TW Column: Talking Film

By Hope Reese

 


It’s almost impossible to open a magazine, newspaper, or web browser without seeing references to The Social Network, a movie so popular that its opening weekend gross was just shy of Titanic’s. Moviegoers seem fascinated by Mark Zuckerberg, the morally questionable genius who founded Facebook. How did he change the way we relate to each other online? And how did he capitalize on our willingness to put our faces all over the Internet?

If you’re interested in Zuckerberg, The Social Network is a good place to turn (at least, to the extent the profile in the film is accurate). But if you care about the underlying issues—such as the full-blown virtual identities many of us now have—there’s a better film for you: We Live in Public, a thought-provoking documentary from 2009 that closely explores the nature of personal identity online.

Movie poster (press image)

Meet Josh Harris: dot-com-era Internet mastermind, conceptual artist, and social provocateur. In Ondi Timoner’s film, we learn that Harris was experimenting with cutting-edge social networking back when Zuckerberg and other members of the first Facebook Generation (including me) were still in grade school.

In 1993, a decade before social media became widespread, Harris founded Pseudo.com, one of the first websites to stream live video and integrate audience feedback. The concept, novel at the time, was that people would turn to the site for entertainment or news. Harris predicted it would eventually replace cable TV.

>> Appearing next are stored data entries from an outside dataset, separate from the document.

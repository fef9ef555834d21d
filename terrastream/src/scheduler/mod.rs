//! Priority load scheduler.
//!
//! The scheduler owns the pending queue and the in-flight request set. It
//! is the only component that talks to the [`ContentLoader`], and it
//! enforces the two invariants the rest of the system leans on:
//!
//! - at most one outstanding request per (target, tier), across both the
//!   queue and the in-flight set;
//! - a completion is applied only when its request id still matches the
//!   live request for its target — anything else is stale (cancelled or
//!   superseded) and is discarded, which is what keeps a cancelled load
//!   from resurrecting content the observer has already left behind.
//!
//! ```text
//! submit ──► LoadQueue ──► drain(budget, cap) ──► ContentLoader
//!               ▲                                     │ async
//!             cancel ◄── in-flight map ◄── poll ──────┘
//! ```
//!
//! Draining is bounded twice over: by a wall-clock budget and by a
//! dispatch-count cap. The count cap matters even when dispatch is cheap,
//! because each dispatch commits the external loader to real work that the
//! budget cannot see.

mod policy;
mod queue;

pub use policy::{
    LoadPriority, RetryPolicy, DEFAULT_RETRY_DELAY_MS, DEFAULT_RETRY_MAX_DELAY_SECS,
    DEFAULT_RETRY_MULTIPLIER, HEADING_ADJUSTMENT, HEADING_DOT_THRESHOLD, TIER_PRIORITY_STRIDE,
};
pub use queue::{LoadEntry, LoadQueue, PushRejection};

use std::collections::HashMap;
use std::sync::Arc;
use std::time::{Duration, Instant};

use tracing::{debug, trace};

use crate::index::{TargetId, TargetKey};
use crate::source::{ContentLoader, LoadOutcome, LoadRequest, RequestId};
use crate::telemetry::StreamMetrics;
use crate::tier::Tier;

/// Bounded priority scheduler coordinating queue, dispatch, cancellation
/// and completion polling against the external loader.
pub struct PriorityScheduler {
    queue: LoadQueue,
    loader: Box<dyn ContentLoader>,
    in_flight: HashMap<TargetKey, RequestId>,
    next_request_id: u64,
    metrics: Arc<StreamMetrics>,
}

impl PriorityScheduler {
    /// Creates a scheduler over a loader with the given queue capacity.
    pub fn new(
        loader: Box<dyn ContentLoader>,
        queue_capacity: usize,
        metrics: Arc<StreamMetrics>,
    ) -> Self {
        Self {
            queue: LoadQueue::new(queue_capacity),
            loader,
            in_flight: HashMap::new(),
            next_request_id: 1,
            metrics,
        }
    }

    /// Submits a load entry.
    ///
    /// Returns false without queueing when an equivalent (target, tier)
    /// entry is already queued or in flight, or when the queue is at hard
    /// capacity. Both cases are counted, not errors: the orchestrator
    /// resubmits on a later update if the target is still wanted.
    pub fn submit(&mut self, entry: LoadEntry) -> bool {
        let key = entry.key();
        if self.in_flight.contains_key(&key) {
            self.metrics.duplicate_rejected();
            return false;
        }
        match self.queue.push(entry) {
            Ok(()) => {
                self.metrics.load_submitted();
                true
            }
            Err(PushRejection::Duplicate) => {
                self.metrics.duplicate_rejected();
                false
            }
            Err(PushRejection::CapacityExhausted) => {
                self.metrics.capacity_rejected();
                trace!(target_id = %key.0, tier = %key.1, "load queue full, dropping submission");
                false
            }
        }
    }

    /// Cancels the entry for (target, tier), wherever it is.
    ///
    /// A queued entry is removed outright. An in-flight request is
    /// cancelled best-effort: the loader is told to stop, and the live
    /// request id is forgotten so a completion that arrives anyway is
    /// discarded as stale.
    pub fn cancel(&mut self, target: TargetId, tier: Tier) {
        let key = (target, tier);
        if self.queue.remove(&key) {
            self.metrics.queued_cancelled();
            return;
        }
        if let Some(id) = self.in_flight.remove(&key) {
            self.loader.cancel(id);
            self.metrics.in_flight_cancelled();
            debug!(target_id = %target, tier = %tier, request = %id, "cancelled in-flight load");
        }
    }

    /// Cancels everything: queued entries and in-flight requests. Used on
    /// teleport, where no tracked target survives.
    pub fn cancel_all(&mut self) {
        while self.queue.pop().is_some() {
            self.metrics.queued_cancelled();
        }
        let ids: Vec<RequestId> = self.in_flight.drain().map(|(_, id)| id).collect();
        for id in ids {
            self.loader.cancel(id);
            self.metrics.in_flight_cancelled();
        }
    }

    /// Dispatches queued entries to the loader, in priority order, until
    /// the queue empties, `max_dispatch` entries have gone out, or the
    /// time budget elapses — whichever comes first. Returns the dispatch
    /// count.
    pub fn drain(&mut self, budget: Duration, max_dispatch: usize) -> usize {
        self.drain_with_clock(budget, max_dispatch, &mut Instant::now)
    }

    /// [`Self::drain`] with an injectable clock, for deterministic tests.
    ///
    /// The budget is checked before every dispatch, so the budget can be
    /// exceeded by at most one entry's dispatch cost.
    pub fn drain_with_clock(
        &mut self,
        budget: Duration,
        max_dispatch: usize,
        now: &mut dyn FnMut() -> Instant,
    ) -> usize {
        let started = now();
        let mut dispatched = 0;
        while dispatched < max_dispatch {
            if now().duration_since(started) >= budget {
                break;
            }
            let Some(entry) = self.queue.pop() else {
                break;
            };
            let id = RequestId::new(self.next_request_id);
            self.next_request_id += 1;
            self.in_flight.insert(entry.key(), id);
            trace!(
                target_id = %entry.target,
                tier = %entry.tier,
                priority = %entry.priority,
                request = %id,
                "dispatching load"
            );
            self.loader.submit(LoadRequest {
                id,
                target: entry.target,
                tier: entry.tier,
            });
            self.metrics.load_dispatched();
            dispatched += 1;
        }
        dispatched
    }

    /// Drains finished loads from the loader, filtering stale results.
    ///
    /// A completion is live only when its request id matches the current
    /// in-flight id for its (target, tier); everything else — results of
    /// cancelled or superseded requests, and self-reported cancellations —
    /// is discarded and counted.
    pub fn poll_completions(&mut self) -> Vec<(TargetId, Tier, LoadOutcome)> {
        let mut applied = Vec::new();
        for completion in self.loader.poll() {
            let key = (completion.request.target, completion.request.tier);
            match self.in_flight.get(&key) {
                Some(&id) if id == completion.request.id => {
                    self.in_flight.remove(&key);
                    match completion.outcome {
                        LoadOutcome::Cancelled => {
                            self.metrics.stale_completion_discarded();
                            debug!(target_id = %key.0, "load observed cancellation");
                        }
                        outcome => applied.push((key.0, key.1, outcome)),
                    }
                }
                _ => {
                    self.metrics.stale_completion_discarded();
                    debug!(
                        target_id = %key.0,
                        tier = %key.1,
                        request = %completion.request.id,
                        "discarding stale completion"
                    );
                }
            }
        }
        applied
    }

    /// True if the key is queued or in flight.
    pub fn is_tracked(&self, target: &TargetId, tier: Tier) -> bool {
        let key = (*target, tier);
        self.queue.contains(&key) || self.in_flight.contains_key(&key)
    }

    /// Number of queued entries.
    pub fn queued_len(&self) -> usize {
        self.queue.len()
    }

    /// Number of in-flight requests.
    pub fn in_flight_len(&self) -> usize {
        self.in_flight.len()
    }

    /// The queue's hard capacity.
    pub fn queue_capacity(&self) -> usize {
        self.queue.capacity()
    }
}
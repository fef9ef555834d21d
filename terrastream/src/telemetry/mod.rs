//! Streaming telemetry for observability and tuning.
//!
//! Lock-free atomic counters record every scheduler decision with minimal
//! overhead; a [`StreamSnapshot`] is a point-in-time copy for display or
//! serialization.
//!
//! ```text
//! Scheduler / Orchestrator ──► StreamMetrics ──► StreamSnapshot ──► Views
//!                              (atomic counters)  (plain struct)     (CLI, logs)
//! ```

mod metrics;
mod snapshot;

pub use metrics::StreamMetrics;
pub use snapshot::StreamSnapshot;
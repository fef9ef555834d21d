//! Chunk aggregation for the coarser tiers.
//!
//! Mid and Far content is streamed in fixed-size blocks of base cells (4x4
//! and 8x8 in the reference configuration) so that one load request covers
//! a whole block instead of dozens of individual cells. Block coordinates
//! come from floor-dividing cell coordinates, which every cell maps into
//! exactly one block per tier, negative coordinates included.
//!
//! [`ChunkAggregator::visible_aggregates`] enumerates the blocks a tier
//! wants around the observer: an annulus test against the tier's distance
//! band, conservative by the block's half-diagonal, sorted nearest-first
//! and truncated to a hard per-tier cap. The cap is a safety valve against
//! flooding the load queue and is enforced unconditionally.

use std::fmt;

use crate::coord::CellCoord;
use crate::error::ConfigError;
use crate::tier::Tier;

/// Identifier of one coarse block of cells at a specific tier.
#[derive(Debug, Clone, Copy, PartialEq, Eq, Hash, PartialOrd, Ord)]
pub struct AggregateId {
    /// The tier this block belongs to.
    pub tier: Tier,
    /// Block coordinate (cell coordinate floor-divided by block size).
    pub block: CellCoord,
}

impl AggregateId {
    /// Creates an aggregate identifier.
    pub fn new(tier: Tier, block: CellCoord) -> Self {
        Self { tier, block }
    }
}

impl fmt::Display for AggregateId {
    fn fmt(&self, f: &mut fmt::Formatter<'_>) -> fmt::Result {
        write!(f, "{}@{}", self.block, self.tier)
    }
}

/// Grid-to-block math for the aggregated tiers.
#[derive(Debug, Clone)]
pub struct ChunkAggregator {
    cell_size: f64,
    mid_block: u32,
    far_block: u32,
    mid_cap: usize,
    far_cap: usize,
}

impl ChunkAggregator {
    /// Creates an aggregator.
    ///
    /// `mid_block`/`far_block` are block edge lengths in cells;
    /// `mid_cap`/`far_cap` are the hard per-tier visible-aggregate caps.
    pub fn new(
        cell_size: f64,
        mid_block: u32,
        far_block: u32,
        mid_cap: usize,
        far_cap: usize,
    ) -> Result<Self, ConfigError> {
        if cell_size <= 0.0 {
            return Err(ConfigError::OutOfRange("cell_size must be positive".into()));
        }
        if mid_block == 0 || far_block == 0 {
            return Err(ConfigError::OutOfRange("block sizes must be non-zero".into()));
        }
        Ok(Self {
            cell_size,
            mid_block,
            far_block,
            mid_cap,
            far_cap,
        })
    }

    /// Block edge length in cells for an aggregated tier.
    pub fn block_size(&self, tier: Tier) -> Option<u32> {
        match tier {
            Tier::Mid => Some(self.mid_block),
            Tier::Far => Some(self.far_block),
            _ => None,
        }
    }

    /// Hard cap on visible aggregates for an aggregated tier.
    pub fn cap(&self, tier: Tier) -> Option<usize> {
        match tier {
            Tier::Mid => Some(self.mid_cap),
            Tier::Far => Some(self.far_cap),
            _ => None,
        }
    }

    /// Maps a cell to its block coordinate. Floor division: correct for
    /// negative coordinates, where truncating division would be a bug.
    pub fn cell_to_aggregate(cell: CellCoord, block_size: u32) -> CellCoord {
        cell.div_floor(block_size as i32)
    }

    /// Enumerates the cells of a block. Inverse of [`Self::cell_to_aggregate`].
    pub fn aggregate_to_cells(block: CellCoord, block_size: u32) -> Vec<CellCoord> {
        let bs = block_size as i32;
        let mut cells = Vec::with_capacity((block_size * block_size) as usize);
        for dy in 0..bs {
            for dx in 0..bs {
                cells.push(CellCoord::new(block.x * bs + dx, block.y * bs + dy));
            }
        }
        cells
    }

    /// The aggregate containing `cell` at `tier`, if the tier aggregates.
    pub fn aggregate_for_cell(&self, cell: CellCoord, tier: Tier) -> Option<AggregateId> {
        let bs = self.block_size(tier)?;
        Some(AggregateId::new(tier, Self::cell_to_aggregate(cell, bs)))
    }

    /// World-space center of a block.
    pub fn block_center(&self, block: CellCoord, block_size: u32) -> (f64, f64) {
        let span = block_size as f64 * self.cell_size;
        (
            block.x as f64 * span + span / 2.0,
            block.y as f64 * span + span / 2.0,
        )
    }

    /// Blocks whose content a tier wants around the observer, nearest
    /// first, truncated to the tier's cap.
    ///
    /// Inclusion is conservative: a block qualifies when its center lies
    /// within `[min_dist - half_diagonal, max_dist + half_diagonal]` of the
    /// observer cell's center, so a block straddling the band boundary is
    /// kept rather than dropped.
    pub fn visible_aggregates(
        &self,
        observer_cell: CellCoord,
        tier: Tier,
        min_dist: f64,
        max_dist: f64,
    ) -> Vec<AggregateId> {
        let Some(bs) = self.block_size(tier) else {
            return Vec::new();
        };
        let cap = self.cap(tier).unwrap_or(usize::MAX);
        if cap == 0 || max_dist <= 0.0 {
            return Vec::new();
        }

        let span = bs as f64 * self.cell_size;
        let half_diagonal = span * std::f64::consts::SQRT_2 / 2.0;
        let (ox, oy) = observer_cell.center(self.cell_size);

        // Bounding square of candidate blocks, derived from the outer edge
        // of the conservative annulus.
        let reach = max_dist + half_diagonal;
        let radius_blocks = (reach / span).ceil() as i64 + 1;
        let center_block = Self::cell_to_aggregate(observer_cell, bs);

        let mut candidates: Vec<(f64, CellCoord)> = Vec::new();
        for by in -radius_blocks..=radius_blocks {
            for bx in -radius_blocks..=radius_blocks {
                let block = CellCoord::new(
                    center_block.x.saturating_add(bx as i32),
                    center_block.y.saturating_add(by as i32),
                );
                let (cx, cy) = self.block_center(block, bs);
                let dist = ((cx - ox).powi(2) + (cy - oy).powi(2)).sqrt();
                if dist <= max_dist + half_diagonal && dist >= (min_dist - half_diagonal).max(0.0)
                {
                    candidates.push((dist, block));
                }
            }
        }

        candidates.sort_by(|a, b| a.0.total_cmp(&b.0).then_with(|| a.1.cmp(&b.1)));
        candidates.truncate(cap);
        candidates
            .into_iter()
            .map(|(_, block)| AggregateId::new(tier, block))
            .collect()
    }
}
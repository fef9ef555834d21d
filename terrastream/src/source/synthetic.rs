//! Deterministic synthetic content source.
//!
//! Stands in for a real world backend in simulations and tests: content
//! is fabricated after a configurable latency, a striped subset of cells
//! reports no content (the way ocean regions do in a real island world),
//! and transient failures can be scripted per target to exercise the
//! retry path.

use std::collections::HashMap;
use std::sync::atomic::{AtomicU64, Ordering};
use std::time::Duration;

use futures::future::BoxFuture;
use parking_lot::Mutex;
use tokio_util::sync::CancellationToken;

use super::{ContentHandle, ContentSource, LoadOutcome, LoadRequest};
use crate::coord::CellCoord;
use crate::error::LoadError;
use crate::index::TargetId;

/// A fabricated world for driving the scheduler end to end.
pub struct SyntheticSource {
    latency: Duration,
    /// Cells on every `ocean_stripe`-th diagonal have no content; 0
    /// disables the stripes entirely.
    ocean_stripe: i32,
    mid_block: u32,
    far_block: u32,
    next_handle: AtomicU64,
    scripted_failures: Mutex<HashMap<TargetId, u32>>,
}

impl SyntheticSource {
    /// Creates a source with the given per-load latency and no ocean.
    pub fn new(latency: Duration) -> Self {
        Self {
            latency,
            ocean_stripe: 0,
            mid_block: 4,
            far_block: 8,
            next_handle: AtomicU64::new(1),
            scripted_failures: Mutex::new(HashMap::new()),
        }
    }

    /// Enables ocean stripes: cells where `(x - y) % stripe == 0` have no
    /// content.
    pub fn with_ocean_stripe(mut self, stripe: i32) -> Self {
        self.ocean_stripe = stripe.max(0);
        self
    }

    /// Sets the block sizes used to enumerate aggregate cells. Must match
    /// the aggregator configuration driving the requests.
    pub fn with_block_sizes(mut self, mid_block: u32, far_block: u32) -> Self {
        self.mid_block = mid_block;
        self.far_block = far_block;
        self
    }

    /// Scripts `count` transient failures for a target; subsequent loads
    /// succeed.
    pub fn script_failures(&self, target: TargetId, count: u32) {
        self.scripted_failures.lock().insert(target, count);
    }

    fn is_ocean_cell(&self, cell: &CellCoord) -> bool {
        self.ocean_stripe > 0 && (cell.x - cell.y).rem_euclid(self.ocean_stripe) == 0
    }

    fn target_cells(&self, target: &TargetId) -> Vec<CellCoord> {
        match target {
            TargetId::Cell(c) => vec![*c],
            TargetId::Aggregate(a) => {
                let bs = match a.tier {
                    crate::tier::Tier::Far => self.far_block,
                    _ => self.mid_block,
                };
                crate::aggregate::ChunkAggregator::aggregate_to_cells(a.block, bs)
            }
        }
    }

    fn take_scripted_failure(&self, target: &TargetId) -> bool {
        let mut failures = self.scripted_failures.lock();
        match failures.get_mut(target) {
            Some(count) if *count > 0 => {
                *count -= 1;
                if *count == 0 {
                    failures.remove(target);
                }
                true
            }
            _ => false,
        }
    }

    fn materialize(&self, target: &TargetId) -> LoadOutcome {
        if self.take_scripted_failure(target) {
            return LoadOutcome::Failed(LoadError::transient("scripted backend failure"));
        }
        let cells: Vec<CellCoord> = self
            .target_cells(target)
            .into_iter()
            .filter(|c| !self.is_ocean_cell(c))
            .collect();
        if cells.is_empty() {
            return LoadOutcome::Missing;
        }
        let handle = ContentHandle::new(self.next_handle.fetch_add(1, Ordering::Relaxed));
        LoadOutcome::Loaded {
            handles: vec![handle],
            cells,
        }
    }
}

impl ContentSource for SyntheticSource {
    fn has_content(&self, target: &TargetId) -> bool {
        self.target_cells(target)
            .iter()
            .any(|c| !self.is_ocean_cell(c))
    }

    fn load(
        &self,
        request: LoadRequest,
        cancel: CancellationToken,
    ) -> BoxFuture<'static, LoadOutcome> {
        // Outcome is decided at dispatch; the future only models latency.
        let outcome = self.materialize(&request.target);
        let latency = self.latency;
        Box::pin(async move {
            if latency.is_zero() {
                return outcome;
            }
            tokio::select! {
                _ = cancel.cancelled() => LoadOutcome::Cancelled,
                _ = tokio::time::sleep(latency) => outcome,
            }
        })
    }
}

Through a series of current interviews and archival footage, Timoner’s documentary deftly narrates Harris’s story, beginning with his early social experiments exploring the concept of public identity. The first was “Quiet,” a radical project in the late 1990s in which 100 preselected people moved into a secret underground lair in Manhattan.

“We built a bunker and showed them the future,” Harris says. Cameras recorded activity in each bunker. Every movement was tracked, documented, and broadcast on screens throughout the warehouse.

Harris’s question was simple: How do people act when they live in front of a camera?

One of the inmates later wrote about his experience on his blog:

In December 1999, I was one of the pod people, living in a sub-basement warren of tiered sleeping capsules, like a Japanese tourist hotel or something out of William Gibson…. We were also constantly on camera, producing our own flow of images. Anyone at the central control booth could watch as we ate, shat, argued, made art, fucked, etc. Theoretically, anyone in the bunker, at any time, could tune into anyone else in the bunker.”

Ondi Timoner

However, Harris’s experiment lasted only 30 days before “Quiet” was shut down for fire-safety violations by the New York City Police, after they were tipped off by a neighbor who heard firearms being shot in the basement below her apartment. Timoner, who was documenting the activities at the time, later told a reporter that the police called the experiment a “millennial cult.”

When “Quiet” was closed, Harris took the concept of full exposure a step further: He decided to shift the cameras onto himself and to stream the footage live online. Harris and his girlfriend Tanya moved in together and made their relationship available for public viewing.

There was “the giddy first month,” Harris remembers, when the pure excitement of having every movement filmed felt revolutionary. Those days, however, didn’t last long. The line between public and private, they discovered, quickly became blurred.

The couple interacted more with their audience (“Where are my keys?” Tanya asked her online viewers) than they did with each other. A particularly disturbing scene in the film shows Tanya storming out of the apartment after Harris tries to force her into sex. The relationship crumbled, and eventually Tanya moved out.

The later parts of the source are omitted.